World Building Exercise – Maps!

Hi guys! I’m currently trucking away on chapter 8 of Hollow Vengeance but in the meantime, to give you something shiny to look at, I stumbled on this neat world-creation website.

Check it out!

It explains nicely and clearly how to go about creating a map, what considerations to take, and why geography works the way it does to create all those neat little features we have like the Grand Canyon, or the volcanoes of Hawaii.

More World-Building Resources

Need more help with world-building? Have a look at World Building Projects for some inspiration.

For fantasy, I’ve actually found this Fantastic Armies article to be helpful and not just for battles. It lets you know when your population dedicating to fighting and other pursuits, is reasonable and when it’s off-base.

For religions, I like to hit up my personal favourite: The Writing Cafe for help.

Linguistic help? The Language Construction Kit is the best I’ve ever found.

I’d better not overwhelm. Hehe. Let’s just say, technology is wonderful! Literally thousands of resources right at one’s fingertips!

World Building Exercise – The Three P.O.V.’s

We had a very successful writers’ meeting this past Saturday and I’d like to share with you the exercise we did.
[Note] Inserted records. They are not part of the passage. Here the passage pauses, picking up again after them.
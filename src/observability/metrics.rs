//! Metrics collection and exposition.
//!
//! # Metrics
//! - `health_check_attempts_total` (counter): probes sent, by cluster
//! - `health_check_success_total` (counter): successful probes, by cluster
//! - `health_check_failure_total` (counter): failed probes, by cluster and reason
//! - `health_check_timeouts_total` (counter): probes torn down by the deadline
//! - `upstream_host_healthy` (gauge): 1=healthy, 0=unhealthy
//!
//! # Design Decisions
//! - Recording goes through the `metrics` facade; without an installed
//!   recorder every call is a no-op
//! - Prometheus exposition is opt-in via configuration

use std::net::SocketAddr;

use metrics_exporter_prometheus::PrometheusBuilder;

use crate::health::state::FailureType;

/// Install the Prometheus recorder and its HTTP listener.
/// Must be called from within a Tokio runtime.
pub fn init_metrics(addr: SocketAddr) {
    match PrometheusBuilder::new().with_http_listener(addr).install() {
        Ok(()) => tracing::info!(address = %addr, "Metrics exporter listening"),
        Err(e) => {
            tracing::error!(address = %addr, error = %e, "Failed to install metrics exporter")
        }
    }
}

pub fn record_attempt(cluster: &str) {
    metrics::counter!("health_check_attempts_total", "cluster" => cluster.to_string()).increment(1);
}

pub fn record_success(cluster: &str) {
    metrics::counter!("health_check_success_total", "cluster" => cluster.to_string()).increment(1);
}

pub fn record_failure(cluster: &str, reason: FailureType) {
    metrics::counter!(
        "health_check_failure_total",
        "cluster" => cluster.to_string(),
        "reason" => reason.as_str()
    )
    .increment(1);
}

pub fn record_timeout(cluster: &str) {
    metrics::counter!("health_check_timeouts_total", "cluster" => cluster.to_string()).increment(1);
}

pub fn record_host_health(cluster: &str, host: &str, healthy: bool) {
    metrics::gauge!(
        "upstream_host_healthy",
        "cluster" => cluster.to_string(),
        "host" => host.to_string()
    )
    .set(if healthy { 1.0 } else { 0.0 });
}
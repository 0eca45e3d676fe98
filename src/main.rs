//! health-probe
//!
//! Actively health checks the hosts of one upstream cluster over HTTP.
//!
//! # Architecture Overview
//!
//! ```text
//!   config (TOML) ──▶ Cluster ──▶ UpstreamHost × N
//!                                      │
//!                       HealthMonitor (one task per host)
//!                                      │ on_interval / on_timeout
//!                                      ▼
//!                          HttpHealthCheckSession
//!                                      │ CodecClient (hyper)
//!                                      ▼
//!                                 backend host
//!                                      │ headers / reset
//!                                      ▼
//!                  HealthCheckSession ──▶ HostHealth (thresholds)
//! ```

use std::path::PathBuf;
use std::sync::Arc;

use clap::Parser;
use serde::Serialize;

use upstream_health::config::load_config;
use upstream_health::health::{CycleResult, HealthMonitor, HttpHealthChecker};
use upstream_health::lifecycle::{signals, Shutdown};
use upstream_health::observability::{logging, metrics};
use upstream_health::stream::hyper_client::HyperCodecClientFactory;
use upstream_health::upstream::{Cluster, HostSnapshot};

#[derive(Parser)]
#[command(name = "health-probe")]
#[command(about = "Active HTTP health checker for upstream hosts", long_about = None)]
struct Cli {
    /// Path to the TOML configuration file
    #[arg(short, long)]
    config: PathBuf,

    /// Override the configured log level
    #[arg(short, long)]
    log_level: Option<String>,

    /// Probe every host once, print the result and exit
    #[arg(long)]
    once: bool,
}

#[derive(Serialize)]
struct Summary<'a> {
    cluster: &'a str,
    hosts: Vec<HostReport>,
}

#[derive(Serialize)]
struct HostReport {
    #[serde(flatten)]
    host: HostSnapshot,
    #[serde(skip_serializing_if = "Option::is_none")]
    last_probe: Option<CycleResult>,
}

#[tokio::main]
async fn main() -> Result<(), Box<dyn std::error::Error>> {
    let cli = Cli::parse();
    let config = load_config(&cli.config)?;

    let level = cli
        .log_level
        .as_deref()
        .unwrap_or(&config.observability.log_level);
    logging::init_tracing(level);

    tracing::info!(
        config = %cli.config.display(),
        cluster = %config.cluster.name,
        hosts = config.cluster.hosts.len(),
        "health-probe v{} starting",
        env!("CARGO_PKG_VERSION")
    );

    if config.observability.metrics_enabled {
        match config.observability.metrics_address.parse() {
            Ok(addr) => metrics::init_metrics(addr),
            Err(_) => tracing::error!(
                metrics_address = %config.observability.metrics_address,
                "Failed to parse metrics address"
            ),
        }
    }

    let cluster = Cluster::from_config(&config.cluster, &config.health_check);
    let checker = Arc::new(HttpHealthChecker::new(
        cluster.info().clone(),
        &config.health_check,
        Arc::new(HyperCodecClientFactory),
    ));
    let monitor = HealthMonitor::new(checker, config.health_check.clone());

    let mut last_probe = Vec::new();
    if cli.once {
        last_probe = monitor.probe_once(&cluster).await;
    } else {
        let shutdown = Arc::new(Shutdown::new());
        let signal = {
            let shutdown = shutdown.clone();
            tokio::spawn(async move { signals::wait_for_ctrl_c(&shutdown).await })
        };

        monitor.run(&cluster, shutdown.subscribe()).await;
        signal.abort();
    }

    let summary = Summary {
        cluster: cluster.info().name(),
        hosts: cluster
            .hosts()
            .iter()
            .map(|host| {
                let snapshot = host.snapshot();
                let last_probe = last_probe
                    .iter()
                    .find(|(addr, _)| *addr == snapshot.address)
                    .map(|(_, result)| *result);
                HostReport {
                    host: snapshot,
                    last_probe,
                }
            })
            .collect(),
    };
    println!("{}", serde_json::to_string_pretty(&summary)?);

    tracing::info!("Shutdown complete");
    Ok(())
}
The exercise was crafted to hone our ability to create fictional worlds in which to set our stories and, just as importantly, how to describe those worlds so as not to bore the reader to tears.

First, I’d like you to consider that there are two points of attacking the problem of world building: Top-Down and Bottom-Up. To put it very simply, you can build your world, decide on the geography, history, geology, cultures, religions, population, biology, technology, linguistics, etc and then write a story set in this world. Or, you can begin writing straight away and come up with the details of the world as you go.

I advocate for using both methods by turns. I largely let my mood determine which I am going to work on on any given day. Some days, I’m in a really good flow, the characters are coming alive right off the page, the plot is moving along smoothly, interesting things are happening. Some days, my writing is clunky and forced and I just don’t feel like it so, instead of abandoning my work for the day, I take care of other necessary tasks that come with producing a work of fiction. I do some research, I flesh out a character by filling out a character sheet, I seek out music that reminds me of a character or would be appropriate for a scene, or I work out some points about the setting by drawing maps, diagrams, writing lists, etc.